● GOAL OF THE EXERCISE: Find "assert_ne!(ct.len() % 16, pt.len()" and "let pt = [1u8; 16];" in the records below. Copy the lines holding them and every line between, exactly, and no others.

Start of SOURCE INFORMATION

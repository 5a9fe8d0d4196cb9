//! AES-128-CBC with PKCS#7 padding, plus the unpadded single-block
//! primitive the `derive_k` key tree (see `kdf`) is built on.
//!
//! Wire format for the padded variants: the caller supplies the IV
//! separately (the protocol embeds it — nonce, server nonce, or an
//! explicit zero IV for at-rest envelopes); we never prepend it here.

use aes::Aes128;
use cbc::cipher::{
    block_padding::Pkcs7, generic_array::GenericArray, BlockDecryptMut, BlockEncrypt,
    BlockEncryptMut, KeyInit, KeyIvInit,
};

use crate::error::CryptoError;

type Aes128CbcEnc = cbc::Encryptor<Aes128>;
type Aes128CbcDec = cbc::Decryptor<Aes128>;

/// Encrypt `plaintext` with AES-128-CBC/PKCS7 under `key`/`iv`.
pub fn encrypt(key: &[u8; 16], iv: &[u8; 16], plaintext: &[u8]) -> Vec<u8> {
    Aes128CbcEnc::new(key.into(), iv.into()).encrypt_padded_vec_mut::<Pkcs7>(plaintext)
}

/// Decrypt AES-128-CBC/PKCS7 ciphertext produced by [`encrypt`].
pub fn decrypt(key: &[u8; 16], iv: &[u8; 16], ciphertext: &[u8]) -> Result<Vec<u8>, CryptoError> {
    Aes128CbcDec::new(key.into(), iv.into())
        .decrypt_padded_vec_mut::<Pkcs7>(ciphertext)
        .map_err(|_| CryptoError::AesDecrypt)
}

/// Encrypt with a zero IV — the envelope format used to wrap signature
/// factor keys at rest (§4.C step 3, §4.E).
pub fn encrypt_zero_iv(key: &[u8; 16], plaintext: &[u8]) -> Vec<u8> {
    encrypt(key, &[0u8; 16], plaintext)
}

/// Decrypt a zero-IV envelope produced by [`encrypt_zero_iv`].
pub fn decrypt_zero_iv(key: &[u8; 16], ciphertext: &[u8]) -> Result<Vec<u8>, CryptoError> {
    decrypt(key, &[0u8; 16], ciphertext)
}

/// Raw single-block AES-128 encryption with no padding and an implicit
/// zero IV — equivalent to "AES-CBC-encrypt(key, block, zero IV)" for
/// exactly one 16-byte block. This is the primitive the `derive_k`
/// one-block key tree (§4.A) is built on; it must never be used for
/// variable-length data.
pub fn encrypt_block_zero_iv(key: &[u8; 16], block: &[u8; 16]) -> [u8; 16] {
    let cipher = Aes128::new(GenericArray::from_slice(key));
    let mut ga = GenericArray::clone_from_slice(block);
    cipher.encrypt_block(&mut ga);
    let mut out = [0u8; 16];
    out.copy_from_slice(&ga);
    out
}

#[cfg(test)]
mod tests {
    use super::*;

    #[test]
    fn roundtrip_padded() {
        let key = [7u8; 16];
        let iv = [3u8; 16];
        let pt = b"a message that spans more than one AES block of plaintext";
        let ct = encrypt(&key, &iv, pt);
        assert_ne!(ct.len() % 16, pt.len() % 16, "padding must be applied");
        let back = decrypt(&key, &iv, &ct).unwrap();
        assert_eq!(back, pt);
    }

    #[test]
    fn zero_iv_roundtrip() {
        let key = [9u8; 16];
        let pt = [1u8; 16];
        let ct = encrypt_zero_iv(&key, &pt);
        let back = decrypt_zero_iv(&key, &ct).unwrap();
        assert_eq!(back, pt);
    }

    #[test]
    fn decrypt_rejects_tampered_ciphertext() {
        let key = [1u8; 16];
        let iv = [2u8; 16];
        let mut ct = encrypt(&key, &iv, b"0123456789abcdef");
        let last = ct.len() - 1;
        ct[last] ^= 0xFF;
        assert!(decrypt(&key, &iv, &ct).is_err());
    }

    #[test]
    fn single_block_is_deterministic_and_key_dependent() {
        let key_a = [1u8; 16];
        let key_b = [2u8; 16];
        let block = [0u8; 16];
        let out_a1 = encrypt_block_zero_iv(&key_a, &block);
        let out_a2 = encrypt_block_zero_iv(&key_a, &block);
        let out_b = encrypt_block_zero_iv(&key_b, &block);
        assert_eq!(out_a1, out_a2);
        assert_ne!(out_a1, out_b);
    }
}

End of SOURCE INFORMATION

● PROBLEM SOLUTION:
        assert_ne!(ct.len() % 16, pt.len() % 16, "padding must be applied");
        let back = decrypt(&key, &iv, &ct).unwrap();
        assert_eq!(back, pt);
    }

    #[test]
    fn zero_iv_roundtrip() {
        let key = [9u8; 16];
        let pt = [1u8; 16];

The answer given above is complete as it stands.